* _Task goal_
Here is a listing. Set it down again exactly.
= = =
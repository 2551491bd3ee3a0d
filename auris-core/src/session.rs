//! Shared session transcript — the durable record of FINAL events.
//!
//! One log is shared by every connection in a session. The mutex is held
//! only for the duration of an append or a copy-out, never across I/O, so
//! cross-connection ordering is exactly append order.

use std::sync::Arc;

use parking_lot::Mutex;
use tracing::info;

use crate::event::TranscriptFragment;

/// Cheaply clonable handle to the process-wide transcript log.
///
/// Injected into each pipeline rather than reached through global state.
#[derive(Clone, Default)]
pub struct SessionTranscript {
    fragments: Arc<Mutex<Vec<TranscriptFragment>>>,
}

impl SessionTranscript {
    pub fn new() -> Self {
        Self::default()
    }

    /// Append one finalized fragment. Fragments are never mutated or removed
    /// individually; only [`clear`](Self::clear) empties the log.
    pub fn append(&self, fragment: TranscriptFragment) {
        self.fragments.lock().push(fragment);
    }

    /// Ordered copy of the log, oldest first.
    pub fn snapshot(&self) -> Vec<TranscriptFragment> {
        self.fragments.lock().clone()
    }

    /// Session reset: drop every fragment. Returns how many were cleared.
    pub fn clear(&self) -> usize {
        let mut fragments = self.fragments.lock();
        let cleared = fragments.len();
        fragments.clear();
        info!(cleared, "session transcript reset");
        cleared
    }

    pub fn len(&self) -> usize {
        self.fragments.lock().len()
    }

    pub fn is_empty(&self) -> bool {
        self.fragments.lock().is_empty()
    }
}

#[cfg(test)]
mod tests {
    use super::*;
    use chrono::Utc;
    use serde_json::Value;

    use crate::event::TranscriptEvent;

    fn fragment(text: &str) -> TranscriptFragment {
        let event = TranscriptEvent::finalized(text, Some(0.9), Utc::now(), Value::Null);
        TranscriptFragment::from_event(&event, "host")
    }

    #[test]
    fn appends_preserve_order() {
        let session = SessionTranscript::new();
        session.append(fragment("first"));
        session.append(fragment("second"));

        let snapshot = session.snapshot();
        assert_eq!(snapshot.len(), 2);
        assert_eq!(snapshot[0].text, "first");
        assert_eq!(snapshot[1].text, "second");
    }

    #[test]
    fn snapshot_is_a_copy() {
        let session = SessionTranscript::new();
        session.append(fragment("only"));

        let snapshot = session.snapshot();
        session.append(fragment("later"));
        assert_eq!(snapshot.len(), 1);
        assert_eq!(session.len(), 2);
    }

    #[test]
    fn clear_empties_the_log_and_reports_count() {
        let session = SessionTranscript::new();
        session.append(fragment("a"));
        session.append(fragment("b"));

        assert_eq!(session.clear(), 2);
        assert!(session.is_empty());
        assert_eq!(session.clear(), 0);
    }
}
= = =
* _Output of the exercise_
repository 2551491bd3ee3a0d
filename auris-core/src/session.rs
//! Shared session transcript — the durable record of FINAL events.
//!
//! One log is shared by every connection in a session. The mutex is held
//! only for the duration of an append or a copy-out, never across I/O, so
//! cross-connection ordering is exactly append order.

use std::sync::Arc;

use parking_lot::Mutex;
use tracing::info;

use crate::event::TranscriptFragment;

/// Cheaply clonable handle to the process-wide transcript log.
///
/// Injected into each pipeline rather than reached through global state.
#[derive(Clone, Default)]
pub struct SessionTranscript {
    fragments: Arc<Mutex<Vec<TranscriptFragment>>>,
}

impl SessionTranscript {
    pub fn new() -> Self {
        Self::default()
    }

    /// Append one finalized fragment. Fragments are never mutated or removed
    /// individually; only [`clear`](Self::clear) empties the log.
    pub fn append(&self, fragment: TranscriptFragment) {
        self.fragments.lock().push(fragment);
    }

    /// Ordered copy of the log, oldest first.
    pub fn snapshot(&self) -> Vec<TranscriptFragment> {
        self.fragments.lock().clone()
    }

    /// Session reset: drop every fragment. Returns how many were cleared.
    pub fn clear(&self) -> usize {
        let mut fragments = self.fragments.lock();
        let cleared = fragments.len();
        fragments.clear();
        info!(cleared, "session transcript reset");
        cleared
    }

    pub fn len(&self) -> usize {
        self.fragments.lock().len()
    }

    pub fn is_empty(&self) -> bool {
        self.fragments.lock().is_empty()
    }
}

#[cfg(test)]
mod tests {
    use super::*;
    use chrono::Utc;
    use serde_json::Value;

    use crate::event::TranscriptEvent;

    fn fragment(text: &str) -> TranscriptFragment {
        let event = TranscriptEvent::finalized(text, Some(0.9), Utc::now(), Value::Null);
        TranscriptFragment::from_event(&event, "host")
    }

    #[test]
    fn appends_preserve_order() {
        let session = SessionTranscript::new();
        session.append(fragment("first"));
        session.append(fragment("second"));

        let snapshot = session.snapshot();
        assert_eq!(snapshot.len(), 2);
        assert_eq!(snapshot[0].text, "first");
        assert_eq!(snapshot[1].text, "second");
    }

    #[test]
    fn snapshot_is_a_copy() {
        let session = SessionTranscript::new();
        session.append(fragment("only"));

        let snapshot = session.snapshot();
        session.append(fragment("later"));
        assert_eq!(snapshot.len(), 1);
        assert_eq!(session.len(), 2);
    }

    #[test]
    fn clear_empties_the_log_and_reports_count() {
        let session = SessionTranscript::new();
        session.append(fragment("a"));
        session.append(fragment("b"));

        assert_eq!(session.clear(), 2);
        assert!(session.is_empty());
        assert_eq!(session.clear(), 0);
    }
}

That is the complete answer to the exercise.